use std::collections::HashMap;
use std::fs;
use std::path::Path;

use geo::{Area, BoundingRect, Centroid, Coord, LineString, MultiPolygon, Rect};
use tracing::warn;

use crate::color::Color;
use crate::error::RenderError;
use crate::layout::{self, HAlign, LayoutParams, VAlign};
use crate::registry::RegionRegistry;
use crate::store::GeometryStore;
use crate::territory::{Territory, abbreviation_for};

/// Output size: a logical canvas in CSS pixels plus a raster density.
///
/// The PNG measures `width * dpi / 100` by `height * dpi / 100` device
/// pixels; dpi 100 renders at exactly the logical size.
#[derive(Debug, Clone, Copy, PartialEq)]
pub struct RenderOptions {
    pub width: f64,
    pub height: f64,
    pub dpi: f64,
}

impl Default for RenderOptions {
    fn default() -> Self {
        Self {
            width: 1500.0,
            height: 1000.0,
            dpi: 300.0,
        }
    }
}

/// Colors, fixed text and margins. `Default` is the production dark theme.
#[derive(Debug, Clone)]
pub struct MapStyle {
    pub background: Color,
    /// Outline for territories no region claims.
    pub unassigned_stroke: Color,
    /// Outline for claimed territories.
    pub assigned_stroke: Color,
    pub lake_fill: Color,
    pub lake_stroke: Color,
    pub text_color: Color,
    /// Stroke painted under text and leader lines so they stay readable on
    /// any fill.
    pub halo_color: Color,
    /// View padding around the continental extent, map units.
    pub margin: f64,
    pub title: String,
    pub subtitle: String,
}

impl Default for MapStyle {
    fn default() -> Self {
        Self {
            background: Color::rgb(0x1C, 0x1C, 0x1C),
            unassigned_stroke: Color::rgb(0x40, 0x40, 0x40),
            assigned_stroke: Color::rgb(0xFF, 0xFF, 0xFF),
            lake_fill: Color::rgb(0x1E, 0x4C, 0x7C),
            lake_stroke: Color::rgb(0xFF, 0xFF, 0xFF),
            text_color: Color::rgb(0xFF, 0xFF, 0xFF),
            halo_color: Color::rgb(0x00, 0x00, 0x00),
            margin: 1_000_000.0,
            title: "INSIDE SALES REGIONS".to_owned(),
            subtitle: "U.S. & CANADA".to_owned(),
        }
    }
}

/// Text sizes and line widths are given in points (1/72 in); the logical
/// canvas is 100 px per inch.
const PT_TO_PX: f64 = 100.0 / 72.0;

const UNASSIGNED_STROKE_WIDTH: f64 = 0.5;
const ASSIGNED_STROKE_WIDTH: f64 = 0.8;
const LAKE_STROKE_WIDTH: f64 = 0.5;
const ABBR_HALO_WIDTH: f64 = 1.5;
const LEADER_WIDTH: f64 = 1.5;
const LEADER_HALO_WIDTH: f64 = 3.0;
const LABEL_FONT_SIZE: f64 = 10.0;
const LABEL_HALO_WIDTH: f64 = 2.0;
const TITLE_FONT_SIZE: f64 = 20.0;
const SUBTITLE_FONT_SIZE: f64 = 14.0;

const MAX_PIXEL_DIMENSION: f64 = 16_384.0;

/// Render the map to PNG bytes with the default style and layout.
pub fn render_map(
    store: &GeometryStore,
    registry: &RegionRegistry,
    options: &RenderOptions,
) -> Result<Vec<u8>, RenderError> {
    render_map_styled(
        store,
        registry,
        options,
        &MapStyle::default(),
        &LayoutParams::default(),
    )
}

/// Render the map to PNG bytes with explicit style and layout parameters.
pub fn render_map_styled(
    store: &GeometryStore,
    registry: &RegionRegistry,
    options: &RenderOptions,
    style: &MapStyle,
    params: &LayoutParams,
) -> Result<Vec<u8>, RenderError> {
    let svg = render_svg(store, registry, options, style, params)?;
    rasterize(&svg, options)
}

/// Render the map and also write the PNG to `path`, creating parent
/// directories as needed. Returns the bytes that were written.
pub fn render_map_to_file(
    store: &GeometryStore,
    registry: &RegionRegistry,
    options: &RenderOptions,
    path: &Path,
) -> Result<Vec<u8>, RenderError> {
    let png = render_map(store, registry, options)?;
    if let Some(parent) = path.parent()
        && !parent.as_os_str().is_empty()
    {
        fs::create_dir_all(parent)?;
    }
    fs::write(path, &png)?;
    Ok(png)
}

AIM OF THE TASK:
Please return all lines above in which the string "derive" is found.

OUTPUT FOR THIS EXERCISE:
#[derive(Debug, Clone, Copy, PartialEq)]
#[derive(Debug, Clone)]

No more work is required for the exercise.